- Recorded data
######
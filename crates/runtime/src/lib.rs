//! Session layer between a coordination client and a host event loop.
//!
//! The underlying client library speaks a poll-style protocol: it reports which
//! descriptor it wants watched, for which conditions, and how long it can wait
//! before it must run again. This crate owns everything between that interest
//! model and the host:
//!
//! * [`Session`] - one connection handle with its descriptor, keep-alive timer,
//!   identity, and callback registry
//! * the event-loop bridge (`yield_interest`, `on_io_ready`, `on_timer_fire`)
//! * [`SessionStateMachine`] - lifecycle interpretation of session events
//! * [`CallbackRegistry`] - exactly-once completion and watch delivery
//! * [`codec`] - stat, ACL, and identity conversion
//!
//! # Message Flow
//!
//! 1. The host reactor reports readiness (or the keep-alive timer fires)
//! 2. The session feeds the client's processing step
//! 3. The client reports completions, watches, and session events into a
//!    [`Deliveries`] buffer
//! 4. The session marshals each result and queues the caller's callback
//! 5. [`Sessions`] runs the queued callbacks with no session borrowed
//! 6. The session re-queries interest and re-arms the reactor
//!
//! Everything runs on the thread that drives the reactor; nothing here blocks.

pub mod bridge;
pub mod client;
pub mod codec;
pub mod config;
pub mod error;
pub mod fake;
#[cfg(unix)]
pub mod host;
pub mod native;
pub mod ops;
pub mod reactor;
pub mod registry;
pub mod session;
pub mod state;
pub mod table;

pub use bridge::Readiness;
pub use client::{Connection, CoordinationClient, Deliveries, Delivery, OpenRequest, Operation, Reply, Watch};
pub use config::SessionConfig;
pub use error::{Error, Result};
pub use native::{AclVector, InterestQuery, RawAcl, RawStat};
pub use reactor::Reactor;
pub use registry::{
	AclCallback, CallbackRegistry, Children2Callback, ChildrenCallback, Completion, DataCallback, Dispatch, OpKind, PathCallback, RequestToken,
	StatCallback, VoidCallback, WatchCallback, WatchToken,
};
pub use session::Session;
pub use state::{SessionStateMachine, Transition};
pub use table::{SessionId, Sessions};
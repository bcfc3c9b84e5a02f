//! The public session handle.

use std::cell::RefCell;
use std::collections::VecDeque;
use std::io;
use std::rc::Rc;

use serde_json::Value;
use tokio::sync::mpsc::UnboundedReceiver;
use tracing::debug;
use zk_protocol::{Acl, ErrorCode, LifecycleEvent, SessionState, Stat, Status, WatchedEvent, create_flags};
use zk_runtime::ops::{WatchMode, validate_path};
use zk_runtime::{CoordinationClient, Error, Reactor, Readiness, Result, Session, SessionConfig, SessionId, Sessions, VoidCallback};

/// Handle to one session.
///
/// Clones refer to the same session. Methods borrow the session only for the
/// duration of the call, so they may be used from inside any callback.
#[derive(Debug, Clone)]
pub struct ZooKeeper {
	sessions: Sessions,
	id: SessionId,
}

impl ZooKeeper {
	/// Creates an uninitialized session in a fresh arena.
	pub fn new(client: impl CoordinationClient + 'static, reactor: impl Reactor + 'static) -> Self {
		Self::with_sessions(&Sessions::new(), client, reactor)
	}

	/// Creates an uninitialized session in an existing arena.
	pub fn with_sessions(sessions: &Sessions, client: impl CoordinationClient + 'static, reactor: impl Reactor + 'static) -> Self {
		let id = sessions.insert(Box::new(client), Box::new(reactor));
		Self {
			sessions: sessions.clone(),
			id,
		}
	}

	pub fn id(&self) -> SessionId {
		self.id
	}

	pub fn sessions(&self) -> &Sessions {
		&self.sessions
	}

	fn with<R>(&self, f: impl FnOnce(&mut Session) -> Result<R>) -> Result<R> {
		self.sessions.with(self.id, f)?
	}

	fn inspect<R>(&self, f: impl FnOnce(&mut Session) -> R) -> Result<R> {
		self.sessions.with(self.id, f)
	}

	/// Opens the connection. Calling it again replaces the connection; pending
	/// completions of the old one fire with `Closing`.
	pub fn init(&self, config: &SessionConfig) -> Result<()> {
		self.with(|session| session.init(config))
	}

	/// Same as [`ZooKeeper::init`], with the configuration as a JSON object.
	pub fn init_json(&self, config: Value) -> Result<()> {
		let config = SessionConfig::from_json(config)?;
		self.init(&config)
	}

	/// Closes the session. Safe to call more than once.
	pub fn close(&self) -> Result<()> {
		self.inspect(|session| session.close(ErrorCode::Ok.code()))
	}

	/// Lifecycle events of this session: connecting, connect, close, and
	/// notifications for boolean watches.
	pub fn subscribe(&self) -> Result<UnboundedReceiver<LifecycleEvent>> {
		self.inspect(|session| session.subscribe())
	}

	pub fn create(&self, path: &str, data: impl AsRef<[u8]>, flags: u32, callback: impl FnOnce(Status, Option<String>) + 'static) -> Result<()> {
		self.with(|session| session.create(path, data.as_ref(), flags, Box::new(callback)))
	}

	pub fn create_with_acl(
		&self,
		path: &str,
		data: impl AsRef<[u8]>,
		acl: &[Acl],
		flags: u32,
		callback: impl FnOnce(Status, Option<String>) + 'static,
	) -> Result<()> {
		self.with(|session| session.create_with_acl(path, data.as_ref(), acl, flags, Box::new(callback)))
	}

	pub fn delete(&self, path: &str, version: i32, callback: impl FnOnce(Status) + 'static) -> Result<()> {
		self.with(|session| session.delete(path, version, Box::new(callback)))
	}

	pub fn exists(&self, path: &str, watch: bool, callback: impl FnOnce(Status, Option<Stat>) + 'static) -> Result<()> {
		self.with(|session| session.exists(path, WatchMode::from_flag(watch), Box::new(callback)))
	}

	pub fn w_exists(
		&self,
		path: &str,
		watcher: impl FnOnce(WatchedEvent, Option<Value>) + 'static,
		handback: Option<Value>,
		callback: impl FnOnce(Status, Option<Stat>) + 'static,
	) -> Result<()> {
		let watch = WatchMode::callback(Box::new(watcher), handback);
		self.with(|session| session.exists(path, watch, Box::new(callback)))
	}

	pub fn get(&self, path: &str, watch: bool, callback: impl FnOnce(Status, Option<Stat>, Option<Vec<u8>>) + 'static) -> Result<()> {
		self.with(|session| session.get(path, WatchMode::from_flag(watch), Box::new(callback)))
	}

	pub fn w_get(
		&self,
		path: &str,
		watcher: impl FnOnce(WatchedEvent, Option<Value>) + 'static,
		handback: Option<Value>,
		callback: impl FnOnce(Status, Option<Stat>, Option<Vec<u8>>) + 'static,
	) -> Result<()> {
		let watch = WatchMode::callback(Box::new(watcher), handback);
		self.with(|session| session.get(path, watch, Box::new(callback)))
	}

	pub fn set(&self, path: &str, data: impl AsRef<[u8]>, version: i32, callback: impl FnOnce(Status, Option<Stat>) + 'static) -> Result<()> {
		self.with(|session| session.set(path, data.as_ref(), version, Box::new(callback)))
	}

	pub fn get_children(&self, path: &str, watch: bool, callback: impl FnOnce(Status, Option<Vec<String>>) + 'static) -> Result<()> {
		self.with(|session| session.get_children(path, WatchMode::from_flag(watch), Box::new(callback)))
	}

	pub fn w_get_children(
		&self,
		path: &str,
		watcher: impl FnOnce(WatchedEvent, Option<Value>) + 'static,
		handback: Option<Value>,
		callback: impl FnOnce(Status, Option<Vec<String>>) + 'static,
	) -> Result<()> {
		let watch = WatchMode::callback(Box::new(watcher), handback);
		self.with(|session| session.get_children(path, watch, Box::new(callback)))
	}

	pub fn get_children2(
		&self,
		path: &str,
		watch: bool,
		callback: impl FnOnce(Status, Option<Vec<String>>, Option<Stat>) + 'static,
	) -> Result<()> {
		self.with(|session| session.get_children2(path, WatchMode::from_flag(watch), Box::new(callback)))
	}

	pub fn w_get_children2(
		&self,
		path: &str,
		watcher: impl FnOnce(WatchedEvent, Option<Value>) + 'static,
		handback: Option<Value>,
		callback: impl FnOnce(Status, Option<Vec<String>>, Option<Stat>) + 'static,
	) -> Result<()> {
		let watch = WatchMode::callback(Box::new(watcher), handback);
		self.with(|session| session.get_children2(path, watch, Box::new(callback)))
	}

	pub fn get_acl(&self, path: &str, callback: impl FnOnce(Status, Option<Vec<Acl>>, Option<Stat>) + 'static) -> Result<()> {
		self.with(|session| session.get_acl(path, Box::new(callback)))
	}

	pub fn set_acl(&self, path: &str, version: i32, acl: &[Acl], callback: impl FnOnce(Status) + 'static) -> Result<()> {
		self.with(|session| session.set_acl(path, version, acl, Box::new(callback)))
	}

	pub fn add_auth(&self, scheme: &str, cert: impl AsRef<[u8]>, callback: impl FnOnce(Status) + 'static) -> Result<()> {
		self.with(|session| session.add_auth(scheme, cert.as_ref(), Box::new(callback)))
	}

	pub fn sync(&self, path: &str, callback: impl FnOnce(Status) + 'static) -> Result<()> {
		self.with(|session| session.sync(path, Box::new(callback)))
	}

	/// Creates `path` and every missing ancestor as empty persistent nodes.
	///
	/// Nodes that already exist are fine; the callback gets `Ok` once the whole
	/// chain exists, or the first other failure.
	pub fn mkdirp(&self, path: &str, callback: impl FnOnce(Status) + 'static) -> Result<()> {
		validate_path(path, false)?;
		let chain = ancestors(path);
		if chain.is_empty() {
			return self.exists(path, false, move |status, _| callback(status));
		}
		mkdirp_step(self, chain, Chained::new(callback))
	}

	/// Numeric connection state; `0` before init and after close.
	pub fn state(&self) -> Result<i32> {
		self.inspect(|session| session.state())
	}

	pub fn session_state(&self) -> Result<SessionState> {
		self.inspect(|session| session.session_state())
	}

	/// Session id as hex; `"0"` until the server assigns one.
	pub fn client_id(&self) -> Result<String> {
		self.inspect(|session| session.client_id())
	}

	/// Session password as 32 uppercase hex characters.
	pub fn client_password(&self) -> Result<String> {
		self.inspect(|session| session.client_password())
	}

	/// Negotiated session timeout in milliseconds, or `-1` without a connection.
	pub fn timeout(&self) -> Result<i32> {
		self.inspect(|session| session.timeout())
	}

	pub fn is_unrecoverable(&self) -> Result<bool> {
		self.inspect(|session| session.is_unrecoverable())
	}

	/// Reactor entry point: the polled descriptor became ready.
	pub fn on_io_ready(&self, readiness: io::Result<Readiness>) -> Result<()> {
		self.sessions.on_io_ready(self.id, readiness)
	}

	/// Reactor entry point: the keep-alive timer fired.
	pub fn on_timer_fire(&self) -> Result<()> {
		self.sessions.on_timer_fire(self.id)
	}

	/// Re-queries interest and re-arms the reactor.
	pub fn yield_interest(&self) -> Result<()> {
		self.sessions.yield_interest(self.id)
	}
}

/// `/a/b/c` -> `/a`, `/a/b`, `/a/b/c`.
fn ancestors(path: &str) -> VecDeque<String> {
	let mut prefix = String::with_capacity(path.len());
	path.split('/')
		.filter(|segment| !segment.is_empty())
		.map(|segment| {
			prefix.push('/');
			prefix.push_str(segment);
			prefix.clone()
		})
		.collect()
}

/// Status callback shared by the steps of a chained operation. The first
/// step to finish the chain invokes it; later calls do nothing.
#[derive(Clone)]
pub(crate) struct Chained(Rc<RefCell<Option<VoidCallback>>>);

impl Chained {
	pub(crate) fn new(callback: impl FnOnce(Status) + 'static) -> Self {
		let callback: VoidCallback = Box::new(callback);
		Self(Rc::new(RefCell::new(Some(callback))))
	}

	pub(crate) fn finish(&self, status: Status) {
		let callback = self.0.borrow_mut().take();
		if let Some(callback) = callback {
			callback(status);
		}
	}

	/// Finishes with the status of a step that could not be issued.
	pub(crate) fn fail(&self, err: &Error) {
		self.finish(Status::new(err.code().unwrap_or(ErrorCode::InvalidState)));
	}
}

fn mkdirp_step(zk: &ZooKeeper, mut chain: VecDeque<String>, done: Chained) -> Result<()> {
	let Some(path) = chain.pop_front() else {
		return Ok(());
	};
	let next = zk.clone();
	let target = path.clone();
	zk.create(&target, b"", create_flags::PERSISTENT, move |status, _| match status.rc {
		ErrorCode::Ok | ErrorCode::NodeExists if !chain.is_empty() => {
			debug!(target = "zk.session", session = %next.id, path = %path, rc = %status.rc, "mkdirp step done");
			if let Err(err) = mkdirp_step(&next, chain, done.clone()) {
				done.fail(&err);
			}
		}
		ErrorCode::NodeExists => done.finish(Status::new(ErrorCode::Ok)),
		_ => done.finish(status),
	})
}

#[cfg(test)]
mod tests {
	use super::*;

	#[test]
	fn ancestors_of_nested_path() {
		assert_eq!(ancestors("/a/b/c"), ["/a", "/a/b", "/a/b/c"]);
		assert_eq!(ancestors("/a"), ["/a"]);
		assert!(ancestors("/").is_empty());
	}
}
######
- Assigned task
The lines wanted are those from the one with "ErrorCode::Ok | ErrorCode::NodeExists" through the last line of the records, repeated exactly and with both ends included.

- Response to the exercise
		ErrorCode::Ok | ErrorCode::NodeExists if !chain.is_empty() => {
			debug!(target = "zk.session", session = %next.id, path = %path, rc = %status.rc, "mkdirp step done");
			if let Err(err) = mkdirp_step(&next, chain, done.clone()) {
				done.fail(&err);
			}
		}
		ErrorCode::NodeExists => done.finish(Status::new(ErrorCode::Ok)),
		_ => done.finish(status),
	})
}

#[cfg(test)]
mod tests {
	use super::*;

	#[test]
	fn ancestors_of_nested_path() {
		assert_eq!(ancestors("/a/b/c"), ["/a", "/a/b", "/a/b/c"]);
		assert_eq!(ancestors("/a"), ["/a"]);
		assert!(ancestors("/").is_empty());
	}
}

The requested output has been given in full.